* **Problem details**: Reproduce, exactly and in full, only the lines below from the one containing "not be decoded" through the one containing "impl std::error::Error for".

* **Stored items from a collection**:
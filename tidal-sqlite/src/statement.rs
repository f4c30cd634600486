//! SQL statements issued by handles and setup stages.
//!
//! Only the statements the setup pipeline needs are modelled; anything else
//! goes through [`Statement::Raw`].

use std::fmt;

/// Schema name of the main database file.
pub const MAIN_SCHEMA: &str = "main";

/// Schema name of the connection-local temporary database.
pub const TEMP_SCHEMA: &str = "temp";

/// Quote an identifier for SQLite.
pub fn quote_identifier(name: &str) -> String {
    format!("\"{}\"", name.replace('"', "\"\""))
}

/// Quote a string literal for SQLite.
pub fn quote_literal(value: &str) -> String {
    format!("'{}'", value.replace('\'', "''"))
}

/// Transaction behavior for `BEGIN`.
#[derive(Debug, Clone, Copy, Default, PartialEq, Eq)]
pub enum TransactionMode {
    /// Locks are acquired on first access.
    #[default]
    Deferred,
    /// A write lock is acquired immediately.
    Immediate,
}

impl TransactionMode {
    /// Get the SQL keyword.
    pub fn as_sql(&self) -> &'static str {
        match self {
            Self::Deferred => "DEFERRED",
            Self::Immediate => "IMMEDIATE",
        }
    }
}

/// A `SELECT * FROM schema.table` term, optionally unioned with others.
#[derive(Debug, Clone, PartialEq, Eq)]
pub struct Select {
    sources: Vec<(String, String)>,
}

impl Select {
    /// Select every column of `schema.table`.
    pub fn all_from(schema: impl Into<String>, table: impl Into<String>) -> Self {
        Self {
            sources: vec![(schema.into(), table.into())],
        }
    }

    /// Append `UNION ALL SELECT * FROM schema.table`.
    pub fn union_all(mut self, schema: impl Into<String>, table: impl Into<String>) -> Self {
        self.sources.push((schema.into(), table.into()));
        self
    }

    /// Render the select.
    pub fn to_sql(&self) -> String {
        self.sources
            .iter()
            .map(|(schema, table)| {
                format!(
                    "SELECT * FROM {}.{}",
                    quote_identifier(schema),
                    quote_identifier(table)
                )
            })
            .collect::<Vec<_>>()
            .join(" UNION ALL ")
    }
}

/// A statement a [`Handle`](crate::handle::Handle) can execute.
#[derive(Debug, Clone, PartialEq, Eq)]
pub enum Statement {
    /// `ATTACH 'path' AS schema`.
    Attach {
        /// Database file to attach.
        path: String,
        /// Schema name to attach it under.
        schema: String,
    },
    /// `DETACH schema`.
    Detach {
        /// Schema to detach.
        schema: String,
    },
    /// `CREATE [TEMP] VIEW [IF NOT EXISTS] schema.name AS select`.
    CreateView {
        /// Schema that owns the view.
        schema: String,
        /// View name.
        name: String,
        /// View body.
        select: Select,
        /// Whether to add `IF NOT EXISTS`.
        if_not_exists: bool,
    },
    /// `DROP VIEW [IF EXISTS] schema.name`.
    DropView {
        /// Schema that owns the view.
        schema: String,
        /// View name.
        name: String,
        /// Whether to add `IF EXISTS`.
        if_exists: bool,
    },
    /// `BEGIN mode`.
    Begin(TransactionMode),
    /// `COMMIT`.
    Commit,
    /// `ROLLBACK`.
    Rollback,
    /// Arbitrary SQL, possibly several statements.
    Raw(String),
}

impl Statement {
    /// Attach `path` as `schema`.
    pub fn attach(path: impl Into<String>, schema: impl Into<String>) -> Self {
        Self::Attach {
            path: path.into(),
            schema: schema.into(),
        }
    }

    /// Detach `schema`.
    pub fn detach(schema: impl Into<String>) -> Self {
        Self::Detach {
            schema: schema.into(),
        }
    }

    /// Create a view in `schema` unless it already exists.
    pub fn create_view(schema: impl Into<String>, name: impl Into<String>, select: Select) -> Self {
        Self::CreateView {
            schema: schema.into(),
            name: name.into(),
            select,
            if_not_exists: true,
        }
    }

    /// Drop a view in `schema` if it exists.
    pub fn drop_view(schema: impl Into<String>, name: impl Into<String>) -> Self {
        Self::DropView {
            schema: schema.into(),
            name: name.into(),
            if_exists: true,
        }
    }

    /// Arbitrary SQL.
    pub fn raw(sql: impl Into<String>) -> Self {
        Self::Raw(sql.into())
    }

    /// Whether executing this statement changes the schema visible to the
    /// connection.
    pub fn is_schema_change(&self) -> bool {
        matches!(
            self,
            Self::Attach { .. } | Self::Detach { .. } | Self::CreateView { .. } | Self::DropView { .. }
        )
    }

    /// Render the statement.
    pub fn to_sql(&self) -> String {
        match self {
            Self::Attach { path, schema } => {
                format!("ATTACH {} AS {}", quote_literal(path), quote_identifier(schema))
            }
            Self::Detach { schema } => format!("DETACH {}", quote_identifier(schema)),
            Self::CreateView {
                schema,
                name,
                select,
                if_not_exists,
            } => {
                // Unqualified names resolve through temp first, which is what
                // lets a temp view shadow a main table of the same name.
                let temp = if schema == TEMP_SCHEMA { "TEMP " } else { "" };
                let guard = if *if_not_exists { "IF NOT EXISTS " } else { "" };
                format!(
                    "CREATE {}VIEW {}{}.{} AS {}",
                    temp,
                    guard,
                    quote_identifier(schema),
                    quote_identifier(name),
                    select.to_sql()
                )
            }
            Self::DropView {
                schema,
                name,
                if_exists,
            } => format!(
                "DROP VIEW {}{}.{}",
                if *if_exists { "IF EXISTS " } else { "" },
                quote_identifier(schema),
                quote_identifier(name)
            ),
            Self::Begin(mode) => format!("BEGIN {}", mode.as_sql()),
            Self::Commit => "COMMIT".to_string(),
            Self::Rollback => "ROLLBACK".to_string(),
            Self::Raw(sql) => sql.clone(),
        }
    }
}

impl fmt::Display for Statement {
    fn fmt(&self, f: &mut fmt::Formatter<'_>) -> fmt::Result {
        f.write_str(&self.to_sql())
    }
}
==
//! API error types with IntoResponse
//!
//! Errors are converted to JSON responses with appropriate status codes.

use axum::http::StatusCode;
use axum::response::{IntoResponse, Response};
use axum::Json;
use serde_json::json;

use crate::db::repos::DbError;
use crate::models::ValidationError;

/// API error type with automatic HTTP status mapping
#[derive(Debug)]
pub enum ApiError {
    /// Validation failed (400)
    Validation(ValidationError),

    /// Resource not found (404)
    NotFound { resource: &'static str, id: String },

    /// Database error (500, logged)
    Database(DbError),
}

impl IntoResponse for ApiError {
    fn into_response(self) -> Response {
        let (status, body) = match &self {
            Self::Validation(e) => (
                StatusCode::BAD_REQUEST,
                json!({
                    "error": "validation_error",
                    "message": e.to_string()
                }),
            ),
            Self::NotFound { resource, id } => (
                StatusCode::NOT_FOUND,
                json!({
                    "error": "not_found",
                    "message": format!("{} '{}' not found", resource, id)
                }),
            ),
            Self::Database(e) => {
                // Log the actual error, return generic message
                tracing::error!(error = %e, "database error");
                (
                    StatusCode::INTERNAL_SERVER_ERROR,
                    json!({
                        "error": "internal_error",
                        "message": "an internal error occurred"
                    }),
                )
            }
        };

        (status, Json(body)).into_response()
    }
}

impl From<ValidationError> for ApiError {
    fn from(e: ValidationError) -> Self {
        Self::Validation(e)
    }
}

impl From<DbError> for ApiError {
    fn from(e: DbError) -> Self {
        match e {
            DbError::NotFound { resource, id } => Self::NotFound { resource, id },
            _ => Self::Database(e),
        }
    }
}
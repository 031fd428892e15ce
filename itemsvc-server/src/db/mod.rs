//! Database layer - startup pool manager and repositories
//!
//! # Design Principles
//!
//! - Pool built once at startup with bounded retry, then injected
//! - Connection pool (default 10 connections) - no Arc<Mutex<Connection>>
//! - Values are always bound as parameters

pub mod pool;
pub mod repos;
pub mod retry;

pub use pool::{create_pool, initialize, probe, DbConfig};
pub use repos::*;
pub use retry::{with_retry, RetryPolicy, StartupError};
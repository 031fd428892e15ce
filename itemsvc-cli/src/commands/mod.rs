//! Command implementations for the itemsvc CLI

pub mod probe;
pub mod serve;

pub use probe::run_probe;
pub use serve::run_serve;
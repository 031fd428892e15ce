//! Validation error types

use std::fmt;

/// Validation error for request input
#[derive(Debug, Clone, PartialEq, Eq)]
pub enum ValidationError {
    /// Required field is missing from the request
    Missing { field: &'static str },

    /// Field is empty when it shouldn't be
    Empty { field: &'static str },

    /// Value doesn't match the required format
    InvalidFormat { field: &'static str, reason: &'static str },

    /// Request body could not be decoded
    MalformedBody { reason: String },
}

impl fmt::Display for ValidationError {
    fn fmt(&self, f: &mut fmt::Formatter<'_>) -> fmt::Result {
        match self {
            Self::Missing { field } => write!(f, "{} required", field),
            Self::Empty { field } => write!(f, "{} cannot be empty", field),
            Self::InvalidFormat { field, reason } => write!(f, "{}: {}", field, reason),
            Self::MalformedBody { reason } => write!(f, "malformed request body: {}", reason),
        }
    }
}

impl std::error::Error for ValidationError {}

* **Final answer**:
    /// Request body could not be decoded
    MalformedBody { reason: String },
}

impl fmt::Display for ValidationError {
    fn fmt(&self, f: &mut fmt::Formatter<'_>) -> fmt::Result {
        match self {
            Self::Missing { field } => write!(f, "{} required", field),
            Self::Empty { field } => write!(f, "{} cannot be empty", field),
            Self::InvalidFormat { field, reason } => write!(f, "{}: {}", field, reason),
            Self::MalformedBody { reason } => write!(f, "malformed request body: {}", reason),
        }
    }
}

impl std::error::Error for ValidationError {}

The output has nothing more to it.